Ingredients
Equipment
Method
Season and sear the chicken
- Season boneless chicken thighs with smoked paprika, Italian seasoning, salt, and pepper.
- Heat olive oil in a large skillet and sear chicken thighs for 5-6 minutes per side until golden; remove to a plate.
Build the Tuscan orzo sauce
- Sauté diced onion for 3 minutes, then add minced garlic and chopped sun-dried tomatoes and cook 2 minutes.
- Add orzo pasta and toast briefly, then pour in chicken broth and heavy cream and stir to combine.
- Simmer for 10 minutes, stirring occasionally, until orzo is nearly tender.
Finish with spinach and chicken
- Stir in grated parmesan and baby spinach until spinach wilts.
- Nestle chicken back on top, cover, and cook for 5 more minutes until the chicken is cooked through.

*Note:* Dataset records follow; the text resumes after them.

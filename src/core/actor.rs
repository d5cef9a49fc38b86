//! Serialized actors.
//!
//! Each actor owns its state inside its own domain and processes one mailbox
//! envelope at a time, awaits included. Two calls into the same actor never
//! interleave; they queue and run one after another.
//!
//! Messages are moved into the mailbox, so they only need to be `Send`. A
//! value the sender wants to keep using has to be shared through something
//! Sendable such as `Arc<T>`:
//!
//! ```compile_fail
//! use isolation_lab::core::actor::Message;
//! use std::{cell::Cell, sync::Arc};
//!
//! struct Bump(Arc<Cell<u32>>);
//! impl Message for Bump {
//!     type Reply = ();
//! }
//! ```

use crate::core::domain::{sealed, ActorId, DomainId, ExecutionDomain};
use crate::core::runtime::Runtime;
use crate::utils::error::{LabError, Result};
use async_trait::async_trait;
use std::sync::atomic::{AtomicU64, Ordering};
use std::sync::Arc;
use tokio::sync::{mpsc, oneshot};

tokio::task_local! {
    static EXECUTING: DomainId;
}

#[async_trait]
pub trait Actor: Send + Sized + 'static {
    fn name(&self) -> &str {
        std::any::type_name::<Self>()
    }

    async fn started(&mut self, _cx: &mut Context<Self>) {}

    async fn stopped(&mut self) {}
}

pub trait Message: Send + 'static {
    type Reply: Send + 'static;
}

#[async_trait]
pub trait Handler<M: Message>: Actor {
    async fn handle(&mut self, msg: M, cx: &mut Context<Self>) -> M::Reply;
}

#[async_trait]
pub(crate) trait Envelope<A: Actor>: Send {
    async fn deliver(self: Box<Self>, actor: &mut A, cx: &mut Context<A>);
}

struct Request<M: Message> {
    msg: M,
    reply: Option<oneshot::Sender<M::Reply>>,
}

#[async_trait]
impl<A, M> Envelope<A> for Request<M>
where
    A: Handler<M>,
    M: Message,
{
    async fn deliver(self: Box<Self>, actor: &mut A, cx: &mut Context<A>) {
        let Request { msg, reply } = *self;
        let out = actor.handle(msg, cx).await;
        cx.processed.fetch_add(1, Ordering::Release);
        if let Some(reply) = reply {
            // 呼叫端可能已經放棄等待
            let _ = reply.send(out);
        }
    }
}

struct Job<F, R> {
    f: F,
    reply: oneshot::Sender<R>,
}

#[async_trait]
impl<A, F, R> Envelope<A> for Job<F, R>
where
    A: Actor,
    F: FnOnce(&mut A, &mut Context<A>) -> R + Send + 'static,
    R: Send + 'static,
{
    async fn deliver(self: Box<Self>, actor: &mut A, cx: &mut Context<A>) {
        let Job { f, reply } = *self;
        let out = f(actor, cx);
        cx.processed.fetch_add(1, Ordering::Release);
        let _ = reply.send(out);
    }
}

/// Handle to an actor. Cloning it is cheap and it is Sendable.
pub struct ActorRef<A: Actor> {
    id: ActorId,
    name: Arc<str>,
    tx: mpsc::Sender<Box<dyn Envelope<A>>>,
    processed: Arc<AtomicU64>,
}

impl<A: Actor> Clone for ActorRef<A> {
    fn clone(&self) -> Self {
        Self {
            id: self.id,
            name: Arc::clone(&self.name),
            tx: self.tx.clone(),
            processed: Arc::clone(&self.processed),
        }
    }
}

impl<A: Actor> std::fmt::Debug for ActorRef<A> {
    fn fmt(&self, f: &mut std::fmt::Formatter<'_>) -> std::fmt::Result {
        f.debug_struct("ActorRef")
            .field("id", &self.id)
            .field("name", &self.name)
            .field("alive", &self.is_alive())
            .finish()
    }
}

impl<A: Actor> ActorRef<A> {
    pub fn id(&self) -> ActorId {
        self.id
    }

    pub fn domain(&self) -> DomainId {
        DomainId::Actor(self.id)
    }

    pub fn name(&self) -> &str {
        &self.name
    }

    pub fn is_alive(&self) -> bool {
        !self.tx.is_closed()
    }

    /// Envelopes fully processed so far.
    pub fn processed(&self) -> u64 {
        self.processed.load(Ordering::Acquire)
    }

    fn closed(&self) -> LabError {
        LabError::MailboxClosed {
            actor: format!("{} ({})", self.name, self.id),
        }
    }

    fn guard_reentry(&self) -> Result<()> {
        match EXECUTING.try_with(|current| *current) {
            Ok(current) if current == self.domain() => Err(LabError::ReentrantCall {
                domain: current,
            }),
            _ => Ok(()),
        }
    }

    async fn enqueue(&self, envelope: Box<dyn Envelope<A>>) -> Result<()> {
        self.tx.send(envelope).await.map_err(|_| self.closed())
    }

    /// Sends `msg` and suspends until the actor has handled it.
    pub async fn ask<M>(&self, msg: M) -> Result<M::Reply>
    where
        A: Handler<M>,
        M: Message,
    {
        self.guard_reentry()?;
        let (tx, rx) = oneshot::channel();
        self.enqueue(Box::new(Request {
            msg,
            reply: Some(tx),
        }))
        .await?;
        rx.await.map_err(|_| self.closed())
    }

    /// Queues `msg` without waiting for it to be handled.
    ///
    /// From inside the actor's own handler the mailbox cannot drain while the
    /// handler waits, so a full mailbox fails with `ReentrantCall` instead.
    pub async fn tell<M>(&self, msg: M) -> Result<()>
    where
        A: Handler<M>,
        M: Message,
    {
        let envelope: Box<dyn Envelope<A>> = Box::new(Request { msg, reply: None });
        if self.guard_reentry().is_ok() {
            return self.enqueue(envelope).await;
        }
        self.tx.try_send(envelope).map_err(|e| match e {
            mpsc::error::TrySendError::Full(_) => LabError::ReentrantCall {
                domain: self.domain(),
            },
            mpsc::error::TrySendError::Closed(_) => self.closed(),
        })
    }

    /// Runs `f` inside the actor's domain with exclusive access to its state.
    pub async fn run<F, R>(&self, f: F) -> Result<R>
    where
        F: FnOnce(&mut A, &mut Context<A>) -> R + Send + 'static,
        R: Send + 'static,
    {
        self.guard_reentry()?;
        let (tx, rx) = oneshot::channel();
        self.enqueue(Box::new(Job { f, reply: tx })).await?;
        rx.await.map_err(|_| self.closed())
    }
}

/// The actor's view of its own domain, lent to one handler at a time.
pub struct Context<A: Actor> {
    pub(crate) id: ActorId,
    pub(crate) name: Arc<str>,
    myself: mpsc::WeakSender<Box<dyn Envelope<A>>>,
    processed: Arc<AtomicU64>,
    runtime: Runtime,
    stopping: bool,
}

impl<A: Actor> Context<A> {
    pub fn id(&self) -> ActorId {
        self.id
    }

    pub fn runtime(&self) -> &Runtime {
        &self.runtime
    }

    /// A handle to this actor, if anyone outside still holds one.
    pub fn myself(&self) -> Option<ActorRef<A>> {
        self.myself.upgrade().map(|tx| ActorRef {
            id: self.id,
            name: Arc::clone(&self.name),
            tx,
            processed: Arc::clone(&self.processed),
        })
    }

    /// Stops the actor after the current envelope.
    pub fn stop(&mut self) {
        self.stopping = true;
    }

    pub fn is_stopping(&self) -> bool {
        self.stopping
    }
}

impl<A: Actor> sealed::Sealed for Context<A> {}

impl<A: Actor> ExecutionDomain for Context<A> {
    fn domain_id(&self) -> DomainId {
        DomainId::Actor(self.id)
    }
}

pub(crate) fn start<A: Actor>(mut actor: A, id: ActorId, runtime: Runtime) -> ActorRef<A> {
    let capacity = runtime.config().mailbox_capacity.max(1);
    let (tx, mut rx) = mpsc::channel::<Box<dyn Envelope<A>>>(capacity);
    let name: Arc<str> = Arc::from(actor.name());
    let processed = Arc::new(AtomicU64::new(0));

    let mut cx = Context {
        id,
        name: Arc::clone(&name),
        myself: tx.downgrade(),
        processed: Arc::clone(&processed),
        runtime,
        stopping: false,
    };
    let actor_ref = ActorRef {
        id,
        name,
        tx,
        processed,
    };

    tokio::spawn(async move {
        let domain = DomainId::Actor(id);
        tracing::debug!("🎬 {} ({}) started", cx.name, id);
        EXECUTING.scope(domain, actor.started(&mut cx)).await;

        while !cx.stopping {
            let Some(envelope) = rx.recv().await else {
                break;
            };
            EXECUTING
                .scope(domain, envelope.deliver(&mut actor, &mut cx))
                .await;
        }

        rx.close();
        actor.stopped().await;
        tracing::debug!(
            "🛑 {} ({}) stopped after {} envelope(s)",
            cx.name,
            id,
            cx.processed.load(Ordering::Acquire)
        );
    });

    actor_ref
}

- Garnish with fresh basil for serving.
Notes
For the creamiest texture, keep the simmer gentle while orzo cooks, adding a splash more broth if it thickens too fast. Store leftovers in an airtight container in the refrigerator up to 3 days; reheat gently with a splash of water or broth. Freezing is not recommended because cream can separate. Dietary swap: use half-and-half plus an extra splash of broth for a lighter option (texture may be slightly thinner).